DATA FOR ANALYSIS:
+===+
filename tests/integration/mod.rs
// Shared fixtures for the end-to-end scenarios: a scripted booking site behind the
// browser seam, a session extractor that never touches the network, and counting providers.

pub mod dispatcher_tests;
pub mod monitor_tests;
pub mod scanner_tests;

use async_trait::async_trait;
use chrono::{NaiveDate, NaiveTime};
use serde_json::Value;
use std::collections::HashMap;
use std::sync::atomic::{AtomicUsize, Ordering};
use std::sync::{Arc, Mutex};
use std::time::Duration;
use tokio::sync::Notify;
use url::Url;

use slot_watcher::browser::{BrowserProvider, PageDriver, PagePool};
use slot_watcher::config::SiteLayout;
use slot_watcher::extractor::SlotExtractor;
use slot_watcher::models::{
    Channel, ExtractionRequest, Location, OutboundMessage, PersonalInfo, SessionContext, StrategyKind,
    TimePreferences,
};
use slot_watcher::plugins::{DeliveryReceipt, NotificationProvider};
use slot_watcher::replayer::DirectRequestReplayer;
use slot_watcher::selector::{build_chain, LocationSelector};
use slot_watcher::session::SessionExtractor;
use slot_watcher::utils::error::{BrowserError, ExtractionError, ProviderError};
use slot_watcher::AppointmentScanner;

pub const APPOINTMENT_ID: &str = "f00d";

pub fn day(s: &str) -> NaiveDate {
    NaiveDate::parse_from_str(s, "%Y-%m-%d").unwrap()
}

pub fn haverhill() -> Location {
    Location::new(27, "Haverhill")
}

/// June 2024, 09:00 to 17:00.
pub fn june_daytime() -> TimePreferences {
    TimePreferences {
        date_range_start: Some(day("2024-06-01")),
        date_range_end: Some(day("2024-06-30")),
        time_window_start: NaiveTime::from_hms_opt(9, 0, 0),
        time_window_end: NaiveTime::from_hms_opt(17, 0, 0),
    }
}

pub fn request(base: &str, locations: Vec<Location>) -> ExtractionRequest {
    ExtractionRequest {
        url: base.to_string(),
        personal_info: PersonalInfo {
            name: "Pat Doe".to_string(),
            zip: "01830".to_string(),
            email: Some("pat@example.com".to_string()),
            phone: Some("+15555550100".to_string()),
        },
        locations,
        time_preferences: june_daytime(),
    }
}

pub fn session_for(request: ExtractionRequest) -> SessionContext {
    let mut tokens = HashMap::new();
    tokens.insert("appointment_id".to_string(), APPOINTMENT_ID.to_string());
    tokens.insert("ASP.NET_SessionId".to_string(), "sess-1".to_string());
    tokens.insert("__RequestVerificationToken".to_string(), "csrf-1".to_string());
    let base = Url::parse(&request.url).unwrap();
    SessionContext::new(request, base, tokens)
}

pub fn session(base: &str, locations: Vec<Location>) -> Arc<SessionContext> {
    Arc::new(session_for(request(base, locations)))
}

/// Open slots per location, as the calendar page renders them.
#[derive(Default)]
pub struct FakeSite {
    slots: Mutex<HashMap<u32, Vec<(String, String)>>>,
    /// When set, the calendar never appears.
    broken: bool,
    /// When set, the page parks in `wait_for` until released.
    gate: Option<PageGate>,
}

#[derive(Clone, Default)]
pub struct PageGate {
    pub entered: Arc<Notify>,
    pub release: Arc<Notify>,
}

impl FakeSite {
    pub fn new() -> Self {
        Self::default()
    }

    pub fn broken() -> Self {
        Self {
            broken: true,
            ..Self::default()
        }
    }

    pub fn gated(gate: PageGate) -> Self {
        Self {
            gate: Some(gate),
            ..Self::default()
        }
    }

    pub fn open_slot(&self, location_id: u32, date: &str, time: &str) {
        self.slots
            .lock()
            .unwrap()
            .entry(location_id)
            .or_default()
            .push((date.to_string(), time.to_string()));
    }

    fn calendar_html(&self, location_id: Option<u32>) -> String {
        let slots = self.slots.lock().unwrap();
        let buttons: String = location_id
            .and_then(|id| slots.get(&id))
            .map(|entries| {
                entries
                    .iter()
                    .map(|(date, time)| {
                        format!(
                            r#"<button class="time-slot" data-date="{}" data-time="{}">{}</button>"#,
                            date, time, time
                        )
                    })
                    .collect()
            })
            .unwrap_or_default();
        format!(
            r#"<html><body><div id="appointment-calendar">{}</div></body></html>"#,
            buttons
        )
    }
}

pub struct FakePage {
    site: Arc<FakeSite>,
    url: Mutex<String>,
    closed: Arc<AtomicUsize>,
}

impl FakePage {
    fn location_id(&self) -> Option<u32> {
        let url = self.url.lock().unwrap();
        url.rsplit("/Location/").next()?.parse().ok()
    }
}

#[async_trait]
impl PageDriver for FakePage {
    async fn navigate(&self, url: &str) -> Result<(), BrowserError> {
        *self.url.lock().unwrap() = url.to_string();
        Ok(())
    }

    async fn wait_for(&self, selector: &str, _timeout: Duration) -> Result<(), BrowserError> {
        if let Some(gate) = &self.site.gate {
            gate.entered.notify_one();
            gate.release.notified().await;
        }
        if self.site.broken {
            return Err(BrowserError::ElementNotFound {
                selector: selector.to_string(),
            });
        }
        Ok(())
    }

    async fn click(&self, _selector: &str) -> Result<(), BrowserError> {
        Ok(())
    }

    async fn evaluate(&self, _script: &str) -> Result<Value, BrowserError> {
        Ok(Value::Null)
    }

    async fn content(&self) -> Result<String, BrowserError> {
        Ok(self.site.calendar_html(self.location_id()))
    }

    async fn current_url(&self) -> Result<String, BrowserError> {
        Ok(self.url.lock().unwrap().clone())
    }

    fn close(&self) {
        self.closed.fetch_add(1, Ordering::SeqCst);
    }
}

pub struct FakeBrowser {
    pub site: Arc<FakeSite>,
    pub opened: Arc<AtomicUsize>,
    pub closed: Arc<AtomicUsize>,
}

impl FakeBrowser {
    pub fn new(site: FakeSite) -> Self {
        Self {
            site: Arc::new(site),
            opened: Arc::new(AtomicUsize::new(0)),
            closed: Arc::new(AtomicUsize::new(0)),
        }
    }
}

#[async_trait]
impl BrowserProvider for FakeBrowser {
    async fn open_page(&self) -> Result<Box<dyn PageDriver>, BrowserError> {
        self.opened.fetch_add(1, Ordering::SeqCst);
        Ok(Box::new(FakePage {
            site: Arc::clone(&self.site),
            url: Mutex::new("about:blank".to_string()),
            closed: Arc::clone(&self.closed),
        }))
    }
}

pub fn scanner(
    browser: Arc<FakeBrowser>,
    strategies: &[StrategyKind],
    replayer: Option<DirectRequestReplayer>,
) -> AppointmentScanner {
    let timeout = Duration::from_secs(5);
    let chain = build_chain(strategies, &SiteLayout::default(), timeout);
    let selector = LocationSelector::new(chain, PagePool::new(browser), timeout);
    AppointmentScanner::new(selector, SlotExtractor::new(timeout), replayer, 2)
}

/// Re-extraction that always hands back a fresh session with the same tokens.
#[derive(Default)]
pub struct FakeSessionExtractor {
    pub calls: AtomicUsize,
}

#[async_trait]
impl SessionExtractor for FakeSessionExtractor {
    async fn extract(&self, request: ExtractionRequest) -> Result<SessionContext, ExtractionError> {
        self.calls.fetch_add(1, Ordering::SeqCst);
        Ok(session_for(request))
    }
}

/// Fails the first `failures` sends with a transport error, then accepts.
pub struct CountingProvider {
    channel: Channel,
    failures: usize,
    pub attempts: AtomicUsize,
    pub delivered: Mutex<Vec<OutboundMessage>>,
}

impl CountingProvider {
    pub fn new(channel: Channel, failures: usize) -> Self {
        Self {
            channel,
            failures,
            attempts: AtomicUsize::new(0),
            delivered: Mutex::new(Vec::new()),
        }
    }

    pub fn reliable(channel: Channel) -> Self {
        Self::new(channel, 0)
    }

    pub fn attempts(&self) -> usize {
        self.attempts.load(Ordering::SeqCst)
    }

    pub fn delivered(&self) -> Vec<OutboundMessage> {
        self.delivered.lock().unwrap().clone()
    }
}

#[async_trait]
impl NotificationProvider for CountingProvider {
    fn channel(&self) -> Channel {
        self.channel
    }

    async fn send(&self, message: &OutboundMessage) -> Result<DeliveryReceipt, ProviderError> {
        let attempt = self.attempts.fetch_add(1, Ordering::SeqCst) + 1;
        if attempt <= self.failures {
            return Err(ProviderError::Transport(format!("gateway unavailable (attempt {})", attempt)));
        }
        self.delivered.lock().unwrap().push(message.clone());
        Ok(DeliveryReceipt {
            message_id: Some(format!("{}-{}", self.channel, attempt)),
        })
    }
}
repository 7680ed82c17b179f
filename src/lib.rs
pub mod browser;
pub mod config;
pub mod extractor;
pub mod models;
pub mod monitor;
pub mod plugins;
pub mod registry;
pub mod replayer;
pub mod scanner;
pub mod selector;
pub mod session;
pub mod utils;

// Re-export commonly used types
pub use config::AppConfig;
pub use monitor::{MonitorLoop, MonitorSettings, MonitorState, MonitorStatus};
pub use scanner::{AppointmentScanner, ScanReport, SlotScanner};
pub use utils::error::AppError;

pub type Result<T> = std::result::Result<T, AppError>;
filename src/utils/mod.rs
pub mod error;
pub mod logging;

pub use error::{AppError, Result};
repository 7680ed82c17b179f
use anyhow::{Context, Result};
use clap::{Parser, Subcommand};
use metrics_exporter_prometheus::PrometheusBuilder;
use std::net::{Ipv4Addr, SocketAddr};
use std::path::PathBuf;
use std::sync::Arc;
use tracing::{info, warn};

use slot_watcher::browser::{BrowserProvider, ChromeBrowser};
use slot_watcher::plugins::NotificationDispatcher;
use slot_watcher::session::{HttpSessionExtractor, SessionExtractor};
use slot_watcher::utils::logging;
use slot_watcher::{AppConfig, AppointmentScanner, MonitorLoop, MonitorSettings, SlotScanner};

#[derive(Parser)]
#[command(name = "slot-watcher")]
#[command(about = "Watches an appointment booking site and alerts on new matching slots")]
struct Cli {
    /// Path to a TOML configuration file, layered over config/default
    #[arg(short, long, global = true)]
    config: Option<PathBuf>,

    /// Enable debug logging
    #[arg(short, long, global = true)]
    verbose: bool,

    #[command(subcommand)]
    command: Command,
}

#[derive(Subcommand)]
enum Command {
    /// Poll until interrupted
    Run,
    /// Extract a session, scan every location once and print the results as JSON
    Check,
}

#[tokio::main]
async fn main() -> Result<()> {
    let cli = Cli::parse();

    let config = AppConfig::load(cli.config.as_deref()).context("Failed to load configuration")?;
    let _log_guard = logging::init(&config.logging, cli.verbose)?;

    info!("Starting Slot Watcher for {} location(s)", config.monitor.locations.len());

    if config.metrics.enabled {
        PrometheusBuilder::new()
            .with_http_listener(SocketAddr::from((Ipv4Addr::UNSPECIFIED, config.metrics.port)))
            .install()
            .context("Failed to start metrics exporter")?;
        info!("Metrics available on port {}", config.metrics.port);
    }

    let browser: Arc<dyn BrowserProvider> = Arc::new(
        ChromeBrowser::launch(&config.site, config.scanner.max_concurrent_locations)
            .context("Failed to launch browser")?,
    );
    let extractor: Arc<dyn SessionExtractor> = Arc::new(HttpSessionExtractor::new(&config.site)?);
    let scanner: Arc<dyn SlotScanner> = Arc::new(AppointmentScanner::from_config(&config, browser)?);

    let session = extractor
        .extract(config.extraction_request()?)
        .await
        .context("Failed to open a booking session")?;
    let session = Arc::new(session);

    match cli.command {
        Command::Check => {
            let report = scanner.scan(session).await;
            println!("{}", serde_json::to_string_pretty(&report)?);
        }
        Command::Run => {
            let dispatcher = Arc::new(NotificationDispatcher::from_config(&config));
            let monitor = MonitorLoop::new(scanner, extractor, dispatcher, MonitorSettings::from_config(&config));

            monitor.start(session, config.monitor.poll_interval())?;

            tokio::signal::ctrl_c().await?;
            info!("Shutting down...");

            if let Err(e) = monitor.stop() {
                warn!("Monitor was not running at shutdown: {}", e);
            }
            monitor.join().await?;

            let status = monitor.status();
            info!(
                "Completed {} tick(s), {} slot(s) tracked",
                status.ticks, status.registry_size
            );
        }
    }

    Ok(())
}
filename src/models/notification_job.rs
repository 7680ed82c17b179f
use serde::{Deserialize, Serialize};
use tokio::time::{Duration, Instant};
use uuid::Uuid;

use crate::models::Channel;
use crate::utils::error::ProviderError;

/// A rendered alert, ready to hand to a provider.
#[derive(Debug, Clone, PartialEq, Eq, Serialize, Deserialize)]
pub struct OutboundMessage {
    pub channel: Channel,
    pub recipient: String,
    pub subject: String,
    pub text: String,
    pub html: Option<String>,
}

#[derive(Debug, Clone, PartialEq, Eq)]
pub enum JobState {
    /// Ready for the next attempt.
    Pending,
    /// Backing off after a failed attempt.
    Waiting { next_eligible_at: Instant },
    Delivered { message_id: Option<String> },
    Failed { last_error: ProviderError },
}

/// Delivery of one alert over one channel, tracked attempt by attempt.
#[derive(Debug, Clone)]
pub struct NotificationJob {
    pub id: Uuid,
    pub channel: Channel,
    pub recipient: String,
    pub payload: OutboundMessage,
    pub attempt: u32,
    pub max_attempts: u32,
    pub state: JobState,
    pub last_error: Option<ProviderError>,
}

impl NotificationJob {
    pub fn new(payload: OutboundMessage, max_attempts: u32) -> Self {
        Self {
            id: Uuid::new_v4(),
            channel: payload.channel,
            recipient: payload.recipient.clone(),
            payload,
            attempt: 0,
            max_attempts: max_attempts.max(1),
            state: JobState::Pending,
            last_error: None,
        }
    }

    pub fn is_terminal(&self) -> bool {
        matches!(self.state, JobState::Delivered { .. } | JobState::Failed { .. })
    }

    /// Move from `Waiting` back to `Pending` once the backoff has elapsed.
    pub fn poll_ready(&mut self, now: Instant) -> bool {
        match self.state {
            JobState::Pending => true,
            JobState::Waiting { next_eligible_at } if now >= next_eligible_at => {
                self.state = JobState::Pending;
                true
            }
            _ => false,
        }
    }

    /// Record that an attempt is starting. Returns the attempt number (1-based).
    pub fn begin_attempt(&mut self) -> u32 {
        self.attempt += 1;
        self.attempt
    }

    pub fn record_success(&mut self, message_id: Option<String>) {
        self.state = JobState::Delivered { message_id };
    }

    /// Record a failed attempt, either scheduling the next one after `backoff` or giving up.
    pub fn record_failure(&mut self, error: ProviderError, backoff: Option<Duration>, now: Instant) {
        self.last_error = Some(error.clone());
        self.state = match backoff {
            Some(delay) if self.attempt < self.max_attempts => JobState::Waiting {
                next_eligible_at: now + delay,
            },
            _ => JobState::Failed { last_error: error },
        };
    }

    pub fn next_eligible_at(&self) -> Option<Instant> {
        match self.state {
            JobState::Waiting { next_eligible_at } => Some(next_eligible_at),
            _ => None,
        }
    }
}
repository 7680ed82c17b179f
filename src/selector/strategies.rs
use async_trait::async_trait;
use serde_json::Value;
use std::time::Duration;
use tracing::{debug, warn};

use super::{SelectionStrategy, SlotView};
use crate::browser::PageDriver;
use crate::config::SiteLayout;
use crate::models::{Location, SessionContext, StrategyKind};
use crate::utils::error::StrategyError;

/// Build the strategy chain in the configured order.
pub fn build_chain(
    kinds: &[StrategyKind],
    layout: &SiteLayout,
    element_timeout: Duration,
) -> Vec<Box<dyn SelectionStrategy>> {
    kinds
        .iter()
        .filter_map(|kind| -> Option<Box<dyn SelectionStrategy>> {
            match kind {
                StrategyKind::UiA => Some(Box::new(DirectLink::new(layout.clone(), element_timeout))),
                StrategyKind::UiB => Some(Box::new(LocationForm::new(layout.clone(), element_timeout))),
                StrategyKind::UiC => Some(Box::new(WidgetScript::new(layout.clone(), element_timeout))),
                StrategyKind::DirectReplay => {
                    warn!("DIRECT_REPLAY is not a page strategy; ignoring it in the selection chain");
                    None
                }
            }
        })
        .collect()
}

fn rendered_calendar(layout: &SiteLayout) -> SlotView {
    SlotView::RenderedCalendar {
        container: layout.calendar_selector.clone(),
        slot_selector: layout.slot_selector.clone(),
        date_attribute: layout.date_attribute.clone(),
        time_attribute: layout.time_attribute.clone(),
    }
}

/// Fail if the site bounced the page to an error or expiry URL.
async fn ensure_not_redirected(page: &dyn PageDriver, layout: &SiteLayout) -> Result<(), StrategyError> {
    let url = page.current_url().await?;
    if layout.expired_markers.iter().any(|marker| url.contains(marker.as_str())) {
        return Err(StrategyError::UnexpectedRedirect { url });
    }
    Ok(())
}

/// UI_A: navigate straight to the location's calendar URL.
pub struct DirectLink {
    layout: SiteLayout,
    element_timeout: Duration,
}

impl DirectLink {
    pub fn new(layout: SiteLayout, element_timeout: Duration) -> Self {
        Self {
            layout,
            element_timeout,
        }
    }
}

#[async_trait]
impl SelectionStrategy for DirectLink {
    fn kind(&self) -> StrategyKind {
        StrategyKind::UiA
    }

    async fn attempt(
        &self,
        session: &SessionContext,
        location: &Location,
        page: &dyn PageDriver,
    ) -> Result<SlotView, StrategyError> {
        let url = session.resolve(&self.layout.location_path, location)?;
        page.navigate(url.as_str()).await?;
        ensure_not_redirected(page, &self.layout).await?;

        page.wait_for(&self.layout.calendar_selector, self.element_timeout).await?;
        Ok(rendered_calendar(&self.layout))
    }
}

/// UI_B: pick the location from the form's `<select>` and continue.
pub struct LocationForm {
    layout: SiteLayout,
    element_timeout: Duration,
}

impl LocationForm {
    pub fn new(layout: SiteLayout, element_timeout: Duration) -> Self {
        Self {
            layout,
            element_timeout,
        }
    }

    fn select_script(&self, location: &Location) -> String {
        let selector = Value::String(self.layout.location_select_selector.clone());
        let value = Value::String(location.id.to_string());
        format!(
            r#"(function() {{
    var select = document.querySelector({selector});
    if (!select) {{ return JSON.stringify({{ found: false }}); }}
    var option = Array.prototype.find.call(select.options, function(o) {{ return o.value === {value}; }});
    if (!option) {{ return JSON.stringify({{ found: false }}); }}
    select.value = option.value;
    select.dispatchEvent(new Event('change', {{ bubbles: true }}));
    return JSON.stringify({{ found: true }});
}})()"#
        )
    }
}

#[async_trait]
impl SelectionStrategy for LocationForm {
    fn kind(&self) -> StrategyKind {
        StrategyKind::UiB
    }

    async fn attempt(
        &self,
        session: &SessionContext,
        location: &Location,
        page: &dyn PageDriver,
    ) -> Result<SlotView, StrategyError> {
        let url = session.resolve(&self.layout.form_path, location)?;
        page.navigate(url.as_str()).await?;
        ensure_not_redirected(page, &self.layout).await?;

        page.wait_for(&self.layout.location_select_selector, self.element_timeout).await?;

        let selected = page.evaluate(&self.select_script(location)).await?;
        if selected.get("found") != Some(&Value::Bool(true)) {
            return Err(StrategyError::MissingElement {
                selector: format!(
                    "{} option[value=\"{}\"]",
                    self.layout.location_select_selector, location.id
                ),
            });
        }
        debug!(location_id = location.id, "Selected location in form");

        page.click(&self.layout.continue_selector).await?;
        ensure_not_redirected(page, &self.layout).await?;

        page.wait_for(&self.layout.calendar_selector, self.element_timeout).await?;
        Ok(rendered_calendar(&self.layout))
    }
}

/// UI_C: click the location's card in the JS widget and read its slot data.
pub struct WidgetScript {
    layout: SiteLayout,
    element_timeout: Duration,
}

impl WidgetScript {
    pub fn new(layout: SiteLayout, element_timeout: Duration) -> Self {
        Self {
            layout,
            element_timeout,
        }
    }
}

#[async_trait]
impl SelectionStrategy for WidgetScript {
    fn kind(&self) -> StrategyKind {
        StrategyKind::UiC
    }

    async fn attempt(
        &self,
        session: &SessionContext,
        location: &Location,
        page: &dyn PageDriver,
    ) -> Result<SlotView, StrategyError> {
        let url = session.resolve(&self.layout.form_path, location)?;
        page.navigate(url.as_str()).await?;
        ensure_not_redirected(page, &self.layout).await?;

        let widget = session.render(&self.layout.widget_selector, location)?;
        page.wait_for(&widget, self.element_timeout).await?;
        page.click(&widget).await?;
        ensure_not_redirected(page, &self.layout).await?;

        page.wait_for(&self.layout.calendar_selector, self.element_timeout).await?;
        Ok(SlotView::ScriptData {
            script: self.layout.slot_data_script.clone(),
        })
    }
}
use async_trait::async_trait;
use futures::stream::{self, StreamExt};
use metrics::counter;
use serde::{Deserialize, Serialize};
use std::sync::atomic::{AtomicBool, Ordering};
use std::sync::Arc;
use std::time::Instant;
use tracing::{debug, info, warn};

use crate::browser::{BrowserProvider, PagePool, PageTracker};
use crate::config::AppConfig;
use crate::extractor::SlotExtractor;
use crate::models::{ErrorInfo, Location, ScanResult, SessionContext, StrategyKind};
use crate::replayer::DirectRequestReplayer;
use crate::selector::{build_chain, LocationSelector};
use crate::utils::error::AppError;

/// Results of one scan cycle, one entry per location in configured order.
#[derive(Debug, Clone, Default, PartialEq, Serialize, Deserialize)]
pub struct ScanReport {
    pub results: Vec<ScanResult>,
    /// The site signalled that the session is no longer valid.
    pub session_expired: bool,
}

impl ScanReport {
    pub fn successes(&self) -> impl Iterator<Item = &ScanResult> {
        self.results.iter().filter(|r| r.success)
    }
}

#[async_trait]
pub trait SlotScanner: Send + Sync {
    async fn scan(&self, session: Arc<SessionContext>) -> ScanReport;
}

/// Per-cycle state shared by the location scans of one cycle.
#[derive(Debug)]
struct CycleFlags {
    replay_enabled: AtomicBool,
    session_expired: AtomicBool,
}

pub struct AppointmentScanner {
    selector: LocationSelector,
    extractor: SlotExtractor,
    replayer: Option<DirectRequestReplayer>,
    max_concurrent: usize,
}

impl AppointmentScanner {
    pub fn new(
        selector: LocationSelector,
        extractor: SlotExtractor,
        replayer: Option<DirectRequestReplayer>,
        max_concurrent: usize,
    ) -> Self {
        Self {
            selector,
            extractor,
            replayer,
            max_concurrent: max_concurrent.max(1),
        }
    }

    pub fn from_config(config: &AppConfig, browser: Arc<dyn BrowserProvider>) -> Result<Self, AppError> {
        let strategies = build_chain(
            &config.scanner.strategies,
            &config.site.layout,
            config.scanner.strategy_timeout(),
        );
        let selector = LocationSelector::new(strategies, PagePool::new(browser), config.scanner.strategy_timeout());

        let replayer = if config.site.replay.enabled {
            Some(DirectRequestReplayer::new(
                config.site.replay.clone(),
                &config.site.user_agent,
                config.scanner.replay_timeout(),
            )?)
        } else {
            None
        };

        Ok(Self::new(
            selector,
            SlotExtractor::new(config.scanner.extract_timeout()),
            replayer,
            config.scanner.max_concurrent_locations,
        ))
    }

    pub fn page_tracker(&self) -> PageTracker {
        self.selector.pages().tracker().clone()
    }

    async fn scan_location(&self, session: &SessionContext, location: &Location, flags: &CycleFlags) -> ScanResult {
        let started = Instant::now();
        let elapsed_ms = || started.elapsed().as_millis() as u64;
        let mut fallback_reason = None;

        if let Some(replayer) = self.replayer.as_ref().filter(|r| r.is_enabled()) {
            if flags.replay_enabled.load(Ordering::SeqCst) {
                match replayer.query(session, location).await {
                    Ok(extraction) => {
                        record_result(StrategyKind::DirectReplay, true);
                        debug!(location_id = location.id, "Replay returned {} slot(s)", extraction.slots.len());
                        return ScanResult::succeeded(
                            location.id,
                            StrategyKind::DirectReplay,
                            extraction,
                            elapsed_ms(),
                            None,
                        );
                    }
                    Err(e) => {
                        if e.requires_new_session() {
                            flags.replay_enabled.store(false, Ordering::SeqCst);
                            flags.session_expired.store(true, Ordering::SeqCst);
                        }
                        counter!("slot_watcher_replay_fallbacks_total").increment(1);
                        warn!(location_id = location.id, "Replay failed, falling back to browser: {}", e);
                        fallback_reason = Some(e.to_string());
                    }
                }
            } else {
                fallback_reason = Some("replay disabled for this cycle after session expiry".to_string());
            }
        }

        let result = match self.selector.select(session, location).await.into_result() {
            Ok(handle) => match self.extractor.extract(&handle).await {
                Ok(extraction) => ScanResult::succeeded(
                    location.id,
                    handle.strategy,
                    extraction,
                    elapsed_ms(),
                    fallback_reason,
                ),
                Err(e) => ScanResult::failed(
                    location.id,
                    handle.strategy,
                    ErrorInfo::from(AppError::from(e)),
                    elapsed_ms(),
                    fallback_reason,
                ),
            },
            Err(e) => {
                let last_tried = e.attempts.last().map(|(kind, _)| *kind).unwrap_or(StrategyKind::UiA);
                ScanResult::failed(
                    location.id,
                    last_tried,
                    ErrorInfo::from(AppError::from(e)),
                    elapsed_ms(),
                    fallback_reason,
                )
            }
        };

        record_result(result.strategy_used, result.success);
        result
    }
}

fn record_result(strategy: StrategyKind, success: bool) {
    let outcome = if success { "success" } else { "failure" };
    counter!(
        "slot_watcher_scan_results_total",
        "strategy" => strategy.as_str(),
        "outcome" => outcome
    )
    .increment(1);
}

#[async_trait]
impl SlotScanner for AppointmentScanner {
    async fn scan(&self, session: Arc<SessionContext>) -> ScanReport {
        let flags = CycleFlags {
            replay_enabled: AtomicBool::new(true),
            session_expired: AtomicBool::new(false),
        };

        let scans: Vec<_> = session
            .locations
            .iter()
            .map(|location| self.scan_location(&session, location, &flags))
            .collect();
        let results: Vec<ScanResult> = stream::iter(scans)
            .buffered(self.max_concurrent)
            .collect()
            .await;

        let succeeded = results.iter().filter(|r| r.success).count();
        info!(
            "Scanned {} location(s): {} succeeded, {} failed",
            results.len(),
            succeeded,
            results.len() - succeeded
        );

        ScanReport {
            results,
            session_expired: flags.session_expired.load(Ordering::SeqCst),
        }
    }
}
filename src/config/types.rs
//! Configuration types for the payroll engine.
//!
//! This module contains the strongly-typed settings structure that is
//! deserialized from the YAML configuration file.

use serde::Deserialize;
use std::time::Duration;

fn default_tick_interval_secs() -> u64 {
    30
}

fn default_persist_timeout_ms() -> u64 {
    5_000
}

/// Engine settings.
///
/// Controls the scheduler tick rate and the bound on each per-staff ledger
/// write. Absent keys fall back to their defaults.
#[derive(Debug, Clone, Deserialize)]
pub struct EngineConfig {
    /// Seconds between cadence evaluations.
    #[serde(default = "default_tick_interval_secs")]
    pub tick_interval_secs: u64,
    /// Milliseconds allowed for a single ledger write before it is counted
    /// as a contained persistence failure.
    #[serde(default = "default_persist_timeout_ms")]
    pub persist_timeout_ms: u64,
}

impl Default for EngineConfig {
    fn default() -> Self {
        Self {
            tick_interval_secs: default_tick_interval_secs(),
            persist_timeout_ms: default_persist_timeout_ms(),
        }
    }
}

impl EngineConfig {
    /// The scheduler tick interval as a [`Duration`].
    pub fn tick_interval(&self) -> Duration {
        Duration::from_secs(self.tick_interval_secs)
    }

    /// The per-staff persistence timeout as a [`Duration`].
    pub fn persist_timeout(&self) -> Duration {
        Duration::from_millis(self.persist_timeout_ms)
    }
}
+===+
PROBLEM:
Take the entries above and copy them exactly from the first line through the line with "use slot_watcher::config::SiteLayout;"; leave out every line after it.

COMPLETED TASK:
filename tests/integration/mod.rs
// Shared fixtures for the end-to-end scenarios: a scripted booking site behind the
// browser seam, a session extractor that never touches the network, and counting providers.

pub mod dispatcher_tests;
pub mod monitor_tests;
pub mod scanner_tests;

use async_trait::async_trait;
use chrono::{NaiveDate, NaiveTime};
use serde_json::Value;
use std::collections::HashMap;
use std::sync::atomic::{AtomicUsize, Ordering};
use std::sync::{Arc, Mutex};
use std::time::Duration;
use tokio::sync::Notify;
use url::Url;

use slot_watcher::browser::{BrowserProvider, PageDriver, PagePool};
use slot_watcher::config::SiteLayout;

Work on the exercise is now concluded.